Ranolazine, ivabradine, nicorandil – may be used if symptoms persist.
Percutaneous coronary intervention (PCI) – balloon angioplasty with stent placement.
Coronary artery bypass grafting (CABG) – surgical revascularisation using grafts from veins/arteries.
With proper management, many patients live full and active lives.
Carry GTN spray/tablets at all times.
Recognise early warning signs of angina.
Adhere to medications as prescribed.
Regular follow-up with a cardiologist.
Participate in cardiac rehabilitation after heart procedures.
Maintain a healthy lifestyle and avoid smoking.
Monitor blood pressure, cholesterol, and diabetes closely.
Quit smoking
Eat a heart-healthy diet (low in saturated fats, high in fruits, vegetables, whole grains, oily fish)
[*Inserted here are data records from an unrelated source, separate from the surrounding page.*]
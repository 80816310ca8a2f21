//! WebAssembly bindings for wellbeing-viz.
//!
//! Exposes the coordinator to the page that hosts the D3 views. Topics are
//! addressed by their string names and payloads cross the boundary as plain
//! JavaScript objects.
//!
//! # Usage (JavaScript)
//!
//! ```javascript
//! import init, { WasmDashboard } from 'wellbeing-viz';
//!
//! await init();
//!
//! const dash = new WasmDashboard(records, null);
//! dash.subscribe('dataUpdate', (rows) => redrawMap(rows));
//! dash.subscribe('yearRange', ({ startYear, endYear }) => redrawSlider(startYear, endYear));
//! dash.refresh();
//!
//! dash.toggle_region('Western Europe', false);
//! dash.set_brush('temperature', 0, 15, false);
//! dash.clear_brushes();
//! ```

use serde::Serialize;
use wasm_bindgen::prelude::*;

use crate::bus::{
    CountrySelection, DataUpdate, EventBus, FailureLatch, ParallelCoordinatesFilter, RegionHover,
    RegionSelection, SubscriptionId, Topic, YearRangeTopic,
};
use crate::config::DashboardConfig;
use crate::dashboard::{BrushSource, Dashboard, Gesture};
use crate::error::Error;
use crate::record::Record;
use crate::selection::BrushKey;

// ============================================================================
// Initialization
// ============================================================================

/// Initialize the WASM module.
#[wasm_bindgen(start)]
pub fn init() {
    if crate::debug::env_requested() {
        crate::debug::enable();
    }
}

fn js_error(err: Error) -> JsValue {
    JsValue::from_str(&err.to_string())
}

/// Subscribes a JS callback to `T`; the payload is converted per call.
///
/// The first exception thrown by any callback sharing `failed` is held there
/// and every later callback is skipped until the latch is taken.
fn forward<T>(
    bus: &EventBus,
    failed: FailureLatch<JsValue>,
    callback: js_sys::Function,
) -> SubscriptionId
where
    T: Topic,
    T::Payload: Serialize,
{
    bus.subscribe::<T, _>(move |payload| {
        if failed.is_set() {
            return;
        }
        let value = match serde_wasm_bindgen::to_value(payload) {
            Ok(value) => value,
            Err(e) => {
                crate::warn!("wasm", "{}: payload conversion failed: {e}", T::NAME);
                return;
            }
        };
        if let Err(e) = callback.call1(&JsValue::NULL, &value) {
            crate::debug!("wasm", "{} handler threw: {e:?}", T::NAME);
            failed.record(e);
        }
    })
}

// ============================================================================
// Dashboard
// ============================================================================

/// Browser handle to one dashboard.
#[wasm_bindgen]
pub struct WasmDashboard {
    inner: Dashboard,
    handles: Vec<Option<(&'static str, SubscriptionId)>>,
    failed: FailureLatch<JsValue>,
}

#[wasm_bindgen]
impl WasmDashboard {
    /// Loads `records` (an array of record objects) with an optional YAML
    /// configuration.
    #[wasm_bindgen(constructor)]
    pub fn new(records: JsValue, config_yaml: Option<String>) -> Result<WasmDashboard, JsValue> {
        let records: Vec<Record> = serde_wasm_bindgen::from_value(records)?;
        let config = match config_yaml {
            Some(yaml) => DashboardConfig::parse(&yaml).map_err(js_error)?,
            None => DashboardConfig::default(),
        };
        let inner = Dashboard::from_records(records, config).map_err(js_error)?;
        crate::info!("wasm", "dashboard loaded with {} records", inner.dataset().len());
        Ok(Self {
            inner,
            handles: Vec::new(),
            failed: FailureLatch::new(),
        })
    }

    /// Registers `callback` on the topic called `topic`. Returns a handle
    /// for [`WasmDashboard::unsubscribe`].
    pub fn subscribe(&mut self, topic: &str, callback: js_sys::Function) -> Result<u32, JsValue> {
        let bus = self.inner.bus();
        let failed = self.failed.clone();
        let entry = match topic {
            DataUpdate::NAME => (DataUpdate::NAME, forward::<DataUpdate>(bus, failed, callback)),
            YearRangeTopic::NAME => (
                YearRangeTopic::NAME,
                forward::<YearRangeTopic>(bus, failed, callback),
            ),
            RegionSelection::NAME => (
                RegionSelection::NAME,
                forward::<RegionSelection>(bus, failed, callback),
            ),
            CountrySelection::NAME => (
                CountrySelection::NAME,
                forward::<CountrySelection>(bus, failed, callback),
            ),
            RegionHover::NAME => (RegionHover::NAME, forward::<RegionHover>(bus, failed, callback)),
            ParallelCoordinatesFilter::NAME => (
                ParallelCoordinatesFilter::NAME,
                forward::<ParallelCoordinatesFilter>(bus, failed, callback),
            ),
            other => return Err(JsValue::from_str(&format!("unknown topic '{other}'"))),
        };
        self.handles.push(Some(entry));
        Ok((self.handles.len() - 1) as u32)
    }

    /// Removes a callback registered by [`WasmDashboard::subscribe`].
    pub fn unsubscribe(&mut self, handle: u32) -> bool {
        let Some((topic, id)) = self
            .handles
            .get_mut(handle as usize)
            .and_then(Option::take)
        else {
            return false;
        };
        let bus = self.inner.bus();
        match topic {
            DataUpdate::NAME => bus.unsubscribe::<DataUpdate>(id),
            YearRangeTopic::NAME => bus.unsubscribe::<YearRangeTopic>(id),
            RegionSelection::NAME => bus.unsubscribe::<RegionSelection>(id),
            CountrySelection::NAME => bus.unsubscribe::<CountrySelection>(id),
            RegionHover::NAME => bus.unsubscribe::<RegionHover>(id),
            _ => bus.unsubscribe::<ParallelCoordinatesFilter>(id),
        }
    }

    /// Publishes the current year range and filtered records.
    ///
    /// Rethrows the first exception raised by a subscribed callback.
    pub fn refresh(&mut self) -> Result<(), JsValue> {
        let result = self.inner.refresh().map_err(js_error);
        self.rethrow()?;
        result
    }

    /// Dispatches `gesture`, returning how many gestures were applied.
    /// Rethrows the first exception raised by a subscribed callback; the
    /// state change itself is kept.
    fn run(&mut self, gesture: Gesture) -> Result<u32, JsValue> {
        let result = self
            .inner
            .dispatch(gesture)
            .map(|applied| applied as u32)
            .map_err(js_error);
        self.rethrow()?;
        result
    }

    fn rethrow(&self) -> Result<(), JsValue> {
        match self.failed.take() {
            Some(err) => Err(err),
            None => Ok(()),
        }
    }

    /// Moves the year slider.
    pub fn set_year_range(&mut self, start: i32, end: i32) -> Result<u32, JsValue> {
        self.run(Gesture::SetYearRange { start, end })
    }

    /// Clicks a line chart point.
    pub fn toggle_year(&mut self, year: i32) -> Result<u32, JsValue> {
        self.run(Gesture::ToggleYear(year))
    }

    /// Shows only `year`, overriding the range.
    pub fn set_single_year(&mut self, year: i32) -> Result<u32, JsValue> {
        self.run(Gesture::SetSingleYear(year))
    }

    /// Drops the single-year override and restores the range.
    pub fn clear_single_year(&mut self) -> Result<u32, JsValue> {
        self.run(Gesture::ClearSingleYear)
    }

    /// Sets one region checkbox.
    pub fn toggle_region(&mut self, region: String, checked: bool) -> Result<u32, JsValue> {
        self.run(Gesture::ToggleRegion { region, checked })
    }

    /// Sets the "all regions" checkbox.
    pub fn set_all_regions(&mut self, checked: bool) -> Result<u32, JsValue> {
        self.run(Gesture::SetAllRegions(checked))
    }

    /// Clicks a country.
    pub fn select_country(&mut self, country: String) -> Result<u32, JsValue> {
        self.run(Gesture::SelectCountry(country))
    }

    /// Clicks a region line.
    pub fn select_region(&mut self, region: String, color: Option<String>) -> Result<u32, JsValue> {
        self.run(Gesture::SelectRegionLine { region, color })
    }

    /// Clears the country or region focus.
    pub fn clear_focus(&mut self) -> Result<u32, JsValue> {
        self.run(Gesture::ClearFocus)
    }

    /// Pointer entered (`Some`) or left (`None`) a region.
    pub fn hover_region(&mut self, region: Option<String>) -> Result<u32, JsValue> {
        self.run(Gesture::HoverRegion(region))
    }

    /// Brushes `key` (an attribute key or `happiness_percentile`). Axis
    /// brushes also publish `parallelCoordinatesFilter`.
    pub fn set_brush(&mut self, key: &str, min: f64, max: f64, axis: bool) -> Result<u32, JsValue> {
        let key: BrushKey = key.parse().map_err(js_error)?;
        let source = if axis { BrushSource::Axis } else { BrushSource::Slider };
        self.run(Gesture::SetBrush {
            key,
            range: Some((min, max)),
            source,
        })
    }

    /// Removes the brush on `key`.
    pub fn clear_brush(&mut self, key: &str) -> Result<u32, JsValue> {
        let key: BrushKey = key.parse().map_err(js_error)?;
        self.run(Gesture::SetBrush {
            key,
            range: None,
            source: BrushSource::Slider,
        })
    }

    /// Removes every brush, the percentile band included.
    pub fn clear_brushes(&mut self) -> Result<u32, JsValue> {
        self.run(Gesture::ClearBrushes)
    }

    /// Records last published on `dataUpdate`.
    pub fn filtered(&self) -> Result<JsValue, JsValue> {
        Ok(serde_wasm_bindgen::to_value(&**self.inner.filtered())?)
    }

    /// Filtered records narrowed to the focused country or region.
    pub fn focused(&self) -> Result<JsValue, JsValue> {
        Ok(serde_wasm_bindgen::to_value(&self.inner.focused())?)
    }
}

/// Library version.
#[wasm_bindgen]
pub fn version() -> String {
    crate::VERSION.to_string()
}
Regular exercise (as advised by doctor)
Weight management
Stress reduction and adequate sleep
Control of blood pressure, diabetes, and cholesterol
The outlook depends on the severity of coronary artery disease, overall heart function, and risk factor control.
Stable angina – with treatment and lifestyle changes, risk of heart attack and death can be significantly reduced.
Unstable angina – higher risk; needs urgent treatment.
Patients who undergo successful PCI or CABG often experience significant symptom relief and improved quality of life.
Long-term prognosis improves greatly with adherence to treatment and risk factor modification.